Problem to work on
For the entries that follow, restate word for word the line containing "StoreView<'a>(RwLockReadGuard<'a, HashMap<String, VersionSet>>);", the line containing "pub use clock::VectorClock;", and every line that lies between them.

====

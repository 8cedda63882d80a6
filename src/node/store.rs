//! Per-node versioned key-value store.
//!
//! Keys map to version sets that are antichains at rest. Writers never
//! overwrite a set directly; every mutation goes through [`reconcile`].
//! Access is split into a shared [`StoreView`] and an exclusive
//! [`StoreWriter`] so a caller can hold either across a peer fan-out.

use dynamo_proto::{ObjectEntry, Reconciled, StoreSnapshot, VersionSet, reconcile};
use std::collections::HashMap;
use tokio::sync::{RwLock, RwLockReadGuard, RwLockWriteGuard};

#[derive(Debug, Default)]
pub struct ReplicatedStore {
    keys: RwLock<HashMap<String, VersionSet>>,
}

impl ReplicatedStore {
    pub fn new() -> Self {
        Self::default()
    }

    /// Take shared access.
    pub async fn read(&self) -> StoreView<'_> {
        StoreView(self.keys.read().await)
    }

    /// Take exclusive access.
    pub async fn write(&self) -> StoreWriter<'_> {
        StoreWriter(self.keys.write().await)
    }

    /// Copy of every version set.
    pub async fn snapshot(&self) -> StoreSnapshot {
        self.read().await.snapshot()
    }
}

/// Shared access to the store.
pub struct StoreView<'a>(RwLockReadGuard<'a, HashMap<String, VersionSet>>);

impl StoreView<'_> {
    pub fn entries(&self, key: &str) -> Option<&VersionSet> {
        self.0.get(key)
    }

    pub fn snapshot(&self) -> StoreSnapshot {
        self.0.clone()
    }

    pub fn len(&self) -> usize {
        self.0.len()
    }

    pub fn is_empty(&self) -> bool {
        self.0.is_empty()
    }
}

/// Exclusive access to the store.
pub struct StoreWriter<'a>(RwLockWriteGuard<'a, HashMap<String, VersionSet>>);

impl StoreWriter<'_> {
    pub fn entries(&self, key: &str) -> Option<&VersionSet> {
        self.0.get(key)
    }

    /// Reconcile `incoming` into the versions held for `key`.
    ///
    /// The merged set replaces the stored one only when `incoming`
    /// contributed something; otherwise the store is left as it was.
    pub fn merge(&mut self, key: &str, incoming: &[ObjectEntry]) -> Reconciled {
        let existing = self.0.get(key).map(Vec::as_slice).unwrap_or(&[]);
        let merged = reconcile(existing, incoming);
        if merged.changed() {
            self.0.insert(key.to_string(), merged.versions.clone());
        }
        merged
    }
}
//! # dynamo-proto
//!
//! Causality primitives and wire protocol for a Dynamo-style replicated
//! key-value store.
//!
//! - [`VectorClock`]: per-replica counters giving a partial causal order
//! - [`ObjectEntry`]: a value tagged with the [`Context`] it was written in
//! - [`reconcile`]: collapse two version sets into one antichain
//! - [`Request`] / [`Reply`]: the typed RPC surface of a replica
//! - [`JsonLinesCodec`]: newline-delimited JSON framing for `tokio_util`
//!
//! ## Example
//!
//! ```rust
//! use dynamo_proto::{reconcile, Context, ObjectEntry, VectorClock};
//!
//! let mut clock = VectorClock::new();
//! clock.increment("n1");
//! let first = ObjectEntry::new(Context::new(clock.clone()), "v1");
//!
//! clock.increment("n1");
//! let second = ObjectEntry::new(Context::new(clock), "v2");
//!
//! let merged = reconcile(&[first], &[second.clone()]);
//! assert_eq!(merged.versions, vec![second]);
//! assert_eq!(merged.new_count, 1);
//! ```

#![deny(clippy::all)]

pub mod clock;
pub mod codec;
pub mod entry;
pub mod error;
pub mod identity;
pub mod reconcile;
pub mod rpc;

pub use clock::VectorClock;
pub use codec::{JsonLinesCodec, MAX_FRAME_LEN};
pub use entry::{Context, ObjectEntry, StoreSnapshot, VersionSet};
pub use error::ProtocolError;
pub use identity::{ReplicaIdentity, preference_list_for, rotate_preference_list};
pub use reconcile::{Reconciled, reconcile};
pub use rpc::{Reply, Request, Response, RpcError, gossip_batches};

====

Response area
pub struct StoreView<'a>(RwLockReadGuard<'a, HashMap<String, VersionSet>>);

impl StoreView<'_> {
    pub fn entries(&self, key: &str) -> Option<&VersionSet> {
        self.0.get(key)
    }

    pub fn snapshot(&self) -> StoreSnapshot {
        self.0.clone()
    }

    pub fn len(&self) -> usize {
        self.0.len()
    }

    pub fn is_empty(&self) -> bool {
        self.0.is_empty()
    }
}

/// Exclusive access to the store.
pub struct StoreWriter<'a>(RwLockWriteGuard<'a, HashMap<String, VersionSet>>);

impl StoreWriter<'_> {
    pub fn entries(&self, key: &str) -> Option<&VersionSet> {
        self.0.get(key)
    }

    /// Reconcile `incoming` into the versions held for `key`.
    ///
    /// The merged set replaces the stored one only when `incoming`
    /// contributed something; otherwise the store is left as it was.
    pub fn merge(&mut self, key: &str, incoming: &[ObjectEntry]) -> Reconciled {
        let existing = self.0.get(key).map(Vec::as_slice).unwrap_or(&[]);
        let merged = reconcile(existing, incoming);
        if merged.changed() {
            self.0.insert(key.to_string(), merged.versions.clone());
        }
        merged
    }
}
//! # dynamo-proto
//!
//! Causality primitives and wire protocol for a Dynamo-style replicated
//! key-value store.
//!
//! - [`VectorClock`]: per-replica counters giving a partial causal order
//! - [`ObjectEntry`]: a value tagged with the [`Context`] it was written in
//! - [`reconcile`]: collapse two version sets into one antichain
//! - [`Request`] / [`Reply`]: the typed RPC surface of a replica
//! - [`JsonLinesCodec`]: newline-delimited JSON framing for `tokio_util`
//!
//! ## Example
//!
//! ```rust
//! use dynamo_proto::{reconcile, Context, ObjectEntry, VectorClock};
//!
//! let mut clock = VectorClock::new();
//! clock.increment("n1");
//! let first = ObjectEntry::new(Context::new(clock.clone()), "v1");
//!
//! clock.increment("n1");
//! let second = ObjectEntry::new(Context::new(clock), "v2");
//!
//! let merged = reconcile(&[first], &[second.clone()]);
//! assert_eq!(merged.versions, vec![second]);
//! assert_eq!(merged.new_count, 1);
//! ```

#![deny(clippy::all)]

pub mod clock;
pub mod codec;
pub mod entry;
pub mod error;
pub mod identity;
pub mod reconcile;
pub mod rpc;

pub use clock::VectorClock;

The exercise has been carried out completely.